Email. Email, essentially, is outdated, ill-conceived, awkward to manage and maintain, and doesn’t even do a very good job. Anyone who’s used (and understood) Google Wave realises that email must be on its way out soon. There is no real sender verification, spam and viruses are so massively intrusive that whole industries have developed around making email secure. The conversation style of email makes discussion (and business) difficult when dealing with more than two correspondents – send an email to two people, and get two replies. Trying to retain some sort of thread of the conversation is difficult at best, and with four or more recipients, practically impossible. Bringing someone into a discussion part-way through is difficult, as they cannot easily view the thread of conversation before them. Managing the size of mailboxes, archives, mailbox permissions, attachments, addresses, security and safety is far more work than it should be. I can’t wait for email V2.

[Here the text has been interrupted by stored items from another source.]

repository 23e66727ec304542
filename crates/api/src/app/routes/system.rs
use axum::http::StatusCode;

pub async fn health() -> StatusCode {
    StatusCode::OK
}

Next time, I’ll find five good things about working in IT!

Being an IT manager – 5 great things about the job

  • Every day (well, almost every day) is different. From installing a new server, setting up a new office, troubleshooting a problem, helping users, managing finance, dealing with suppliers, analysing contracts, planning strategy, marketing, designing web sites, advising clients, researching and learning about new technology, attending seminars and conferences, travelling to different sites, analysing statistics, to managing IT security, and everything else. The role of IT management is pretty wide-ranging. If you like to sit by yourself, at your computer, and silently work on code, IT management is not for you. If you enjoy varied work, dealing with people as well as technology, and can understand and enjoy both short and long-term business strategies, you’ll probably enjoy IT management.
  • You get to play with, and actually use, new technology. Businesses today need to embrace new technology in order to stay ahead, or simply keep up with the competition. From the newest mobile handsets, cutting-edge servers and routers, to testing new software packages, it’s essential that you keep yourself and the business up to date. You’re still going to babysit old technology, but it’s always fun to test out new tech.

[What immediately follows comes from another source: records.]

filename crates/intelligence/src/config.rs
//! Tunables for forecasting, reorder points and recommendations.

use std::time::Duration;

use thiserror::Error;

use crate::forecast::ForecastMethod;

#[derive(Debug, Error, Clone, PartialEq, Eq)]
pub enum ConfigError {
    #[error("{key}={value:?} is not valid: {reason}")]
    Invalid {
        key: &'static str,
        value: String,
        reason: String,
    },

    #[error("{0}")]
    OutOfRange(String),
}

/// Inventory intelligence configuration.
#[derive(Debug, Clone, PartialEq)]
pub struct IntelligenceConfig {
    /// Window W of the moving-average forecast.
    pub moving_average_window: usize,
    /// Smoothing factor α of simple exponential smoothing, in (0, 1).
    pub smoothing_alpha: f64,
    /// Shortest series the ARIMA fit accepts.
    pub arima_min_periods: usize,
    /// Optimizer iteration cap per candidate model.
    pub arima_max_iterations: usize,
    /// Wall-clock cap for the whole ARIMA order search.
    pub arima_fit_timeout: Duration,
    pub max_horizon_days: u32,
    /// Coverage of reported forecast intervals.
    pub confidence_level: f64,
    /// Target probability of not stocking out during lead time.
    pub service_level: f64,
    /// Method the reorder point calculator forecasts with.
    pub default_method: ForecastMethod,
    /// Method retried once when the default fails to fit.
    pub fallback_method: ForecastMethod,
    /// Reorder lookback covers at least `lead_time * multiplier` days...
    pub lookback_multiplier: u32,
    /// ...and never less than this.
    pub min_lookback_days: u32,
    /// History window for the forecast endpoint.
    pub forecast_lookback_days: u32,
    /// Worker count for the recommendation fan-out.
    pub max_concurrency: usize,
    /// Zero disables forecast memoization.
    pub forecast_cache_ttl: Duration,
    pub forecast_cache_capacity: usize,
}

impl Default for IntelligenceConfig {
    fn default() -> Self {
        Self {
            moving_average_window: 7,
            smoothing_alpha: 0.3,
            arima_min_periods: 14,
            arima_max_iterations: 500,
            arima_fit_timeout: Duration::from_secs(2),
            max_horizon_days: 365,
            confidence_level: 0.95,
            service_level: 0.95,
            default_method: ForecastMethod::ExponentialSmoothing,
            fallback_method: ForecastMethod::ExponentialSmoothing,
            lookback_multiplier: 3,
            min_lookback_days: 30,
            forecast_lookback_days: 90,
            max_concurrency: 4,
            forecast_cache_ttl: Duration::from_secs(60),
            forecast_cache_capacity: 1024,
        }
    }
}

impl IntelligenceConfig {
    pub fn with_moving_average_window(mut self, window: usize) -> Self {
        self.moving_average_window = window;
        self
    }

    pub fn with_smoothing_alpha(mut self, alpha: f64) -> Self {
        self.smoothing_alpha = alpha;
        self
    }

    pub fn with_service_level(mut self, level: f64) -> Self {
        self.service_level = level;
        self
    }

    pub fn with_default_method(mut self, method: ForecastMethod) -> Self {
        self.default_method = method;
        self
    }

    pub fn with_fallback_method(mut self, method: ForecastMethod) -> Self {
        self.fallback_method = method;
        self
    }

    pub fn with_max_concurrency(mut self, max: usize) -> Self {
        self.max_concurrency = max;
        self
    }

    pub fn with_forecast_cache_ttl(mut self, ttl: Duration) -> Self {
        self.forecast_cache_ttl = ttl;
        self
    }

    pub fn with_arima_fit_limits(mut self, max_iterations: usize, timeout: Duration) -> Self {
        self.arima_max_iterations = max_iterations;
        self.arima_fit_timeout = timeout;
        self
    }

    /// Minimum number of periods a method needs, under this configuration.
    pub fn minimum_periods(&self, method: ForecastMethod) -> usize {
        match method {
            ForecastMethod::MovingAverage => self.moving_average_window.max(1),
            ForecastMethod::ExponentialSmoothing => 2,
            ForecastMethod::Arima => self.arima_min_periods.max(4),
        }
    }

    /// History window (days) for a reorder computation with this lead time.
    pub fn reorder_lookback_days(&self, lead_time_days: u32) -> u32 {
        lead_time_days
            .saturating_mul(self.lookback_multiplier)
            .max(self.min_lookback_days)
    }

    pub fn validate(&self) -> Result<(), ConfigError> {
        if self.moving_average_window == 0 {
            return Err(ConfigError::OutOfRange(
                "moving_average_window must be >= 1".to_string(),
            ));
        }
        if !(self.smoothing_alpha > 0.0 && self.smoothing_alpha < 1.0) {
            return Err(ConfigError::OutOfRange(
                "smoothing_alpha must lie in (0, 1)".to_string(),
            ));
        }
        if self.arima_max_iterations == 0 {
            return Err(ConfigError::OutOfRange(
                "arima_max_iterations must be >= 1".to_string(),
            ));
        }
        if self.max_horizon_days == 0 {
            return Err(ConfigError::OutOfRange(
                "max_horizon_days must be >= 1".to_string(),
            ));
        }
        for (name, p) in [
            ("confidence_level", self.confidence_level),
            ("service_level", self.service_level),
        ] {
            if !(p > 0.0 && p < 1.0) {
                return Err(ConfigError::OutOfRange(format!("{name} must lie in (0, 1)")));
            }
        }
        if self.max_concurrency == 0 {
            return Err(ConfigError::OutOfRange(
                "max_concurrency must be >= 1".to_string(),
            ));
        }
        Ok(())
    }

    /// Load from `MICROFIN_*` environment variables over the defaults.
    pub fn from_env() -> Result<Self, ConfigError> {
        Self::from_lookup(|key| std::env::var(key).ok())
    }

    /// Load from an arbitrary key lookup over the defaults.
    pub fn from_lookup<F>(lookup: F) -> Result<Self, ConfigError>
    where
        F: Fn(&str) -> Option<String>,
    {
        let mut cfg = Self::default();

        if let Some(v) = parsed(&lookup, "MICROFIN_MA_WINDOW")? {
            cfg.moving_average_window = v;
        }
        if let Some(v) = parsed(&lookup, "MICROFIN_SMOOTHING_ALPHA")? {
            cfg.smoothing_alpha = v;
        }
        if let Some(v) = parsed(&lookup, "MICROFIN_ARIMA_MIN_PERIODS")? {
            cfg.arima_min_periods = v;
        }
        if let Some(v) = parsed(&lookup, "MICROFIN_ARIMA_MAX_ITERATIONS")? {
            cfg.arima_max_iterations = v;
        }
        if let Some(v) = parsed::<u64, _>(&lookup, "MICROFIN_ARIMA_FIT_TIMEOUT_MS")? {
            cfg.arima_fit_timeout = Duration::from_millis(v);
        }
        if let Some(v) = parsed(&lookup, "MICROFIN_MAX_HORIZON_DAYS")? {
            cfg.max_horizon_days = v;
        }
        if let Some(v) = parsed(&lookup, "MICROFIN_CONFIDENCE_LEVEL")? {
            cfg.confidence_level = v;
        }
        if let Some(v) = parsed(&lookup, "MICROFIN_SERVICE_LEVEL")? {
            cfg.service_level = v;
        }
        if let Some(v) = method(&lookup, "MICROFIN_DEFAULT_METHOD")? {
            cfg.default_method = v;
        }
        if let Some(v) = method(&lookup, "MICROFIN_FALLBACK_METHOD")? {
            cfg.fallback_method = v;
        }
        if let Some(v) = parsed(&lookup, "MICROFIN_LOOKBACK_MULTIPLIER")? {
            cfg.lookback_multiplier = v;
        }
        if let Some(v) = parsed(&lookup, "MICROFIN_MIN_LOOKBACK_DAYS")? {
            cfg.min_lookback_days = v;
        }
        if let Some(v) = parsed(&lookup, "MICROFIN_FORECAST_LOOKBACK_DAYS")? {
            cfg.forecast_lookback_days = v;
        }
        if let Some(v) = parsed(&lookup, "MICROFIN_MAX_CONCURRENCY")? {
            cfg.max_concurrency = v;
        }
        if let Some(v) = parsed::<u64, _>(&lookup, "MICROFIN_FORECAST_CACHE_TTL_SECS")? {
            cfg.forecast_cache_ttl = Duration::from_secs(v);
        }
        if let Some(v) = parsed(&lookup, "MICROFIN_FORECAST_CACHE_CAPACITY")? {
            cfg.forecast_cache_capacity = v;
        }

        cfg.validate()?;
        Ok(cfg)
    }
}

fn parsed<T, F>(lookup: &F, key: &'static str) -> Result<Option<T>, ConfigError>
where
    T: std::str::FromStr,
    T::Err: std::fmt::Display,
    F: Fn(&str) -> Option<String>,
{
    match lookup(key) {
        None => Ok(None),
        Some(raw) => raw
            .trim()
            .parse::<T>()
            .map(Some)
            .map_err(|e| ConfigError::Invalid {
                key,
                value: raw.clone(),
                reason: e.to_string(),
            }),
    }
}

fn method<F>(lookup: &F, key: &'static str) -> Result<Option<ForecastMethod>, ConfigError>
where
    F: Fn(&str) -> Option<String>,
{
    match lookup(key) {
        None => Ok(None),
        Some(raw) => raw
            .parse::<ForecastMethod>()
            .map(Some)
            .map_err(|e| ConfigError::Invalid {
                key,
                value: raw.clone(),
                reason: e.to_string(),
            }),
    }
}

  • Sometimes, you can be a hero, of sorts. If a disaster occurs, it’s often entirely upon you to fix it, and people will be grateful to you when you get it sorted out. From an office being burgled, and having to quickly replace and set up new hardware, to restoring an important file from a backup when somebody accidentally deletes a presentation 30 minutes before they’re due to give it, you can step in and save the day. The flip-side of this is that it’s also your responsibility to ensure disasters don’t happen in the first place.

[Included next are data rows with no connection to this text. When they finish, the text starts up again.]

//! Conversions between the numeric core (`f64`) and wire decimals.

use rust_decimal::prelude::{FromPrimitive, ToPrimitive};
use rust_decimal::{Decimal, RoundingStrategy};

/// Decimal places carried by every quantity the core reports.
pub const SCALE: u32 = 4;

/// Round an `f64` to a reported decimal. Non-finite input maps to zero; the
/// forecasting engine rejects non-finite output before it gets here.
pub fn to_decimal(value: f64) -> Decimal {
    if !value.is_finite() {
        return Decimal::ZERO;
    }
    Decimal::from_f64(value)
        .map(|d| d.round_dp_with_strategy(SCALE, RoundingStrategy::MidpointAwayFromZero))
        .unwrap_or(Decimal::ZERO)
}

pub fn to_f64(value: Decimal) -> f64 {
    value.to_f64().unwrap_or(0.0)
}

pub fn round(value: Decimal) -> Decimal {
    value.round_dp_with_strategy(SCALE, RoundingStrategy::MidpointAwayFromZero)
}

/// Round `qty` up to the next multiple of `unit`. Non-positive units are ignored.
pub fn round_up_to_unit(qty: Decimal, unit: Option<Decimal>) -> Decimal {
    match unit {
        Some(unit) if unit > Decimal::ZERO => {
            let multiples = (qty / unit).ceil();
            round(multiples * unit)
        }
        _ => round(qty),
    }
}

  • You’re constantly learning. The landscape of IT is completely different today as it was 5 years ago. And in 5 years time it will again be completely different. IT is probably the fastest changing industry in the world, and doesn’t suit people who don’t want to constantly learn and develop themselves. To be effective as an IT manager, you need to read technology and business news and information every day. You need to attend seminars and conferences. Most importantly, in my opinion, you need to network with other technology professionals, as the amount you can learn from discussion with others is far more valuable than from any other source. It’s also enjoyable, but it does take a lot of time (although it’s a lot easier now, with the use of Twitter and other social networking tools).
  • You’re important. From making people and processes more efficient, to cutting costs, to increasing turnover, improving profit margins, helping people work more effectively, helping people be more comfortable and happy in their jobs, providing tools to people, and effecting significant change in an organisation, you’re inevitably going to be one of the people in the organisation that everyone knows, and if you do your job well, you’ll make a big difference to the business, and everyone in it.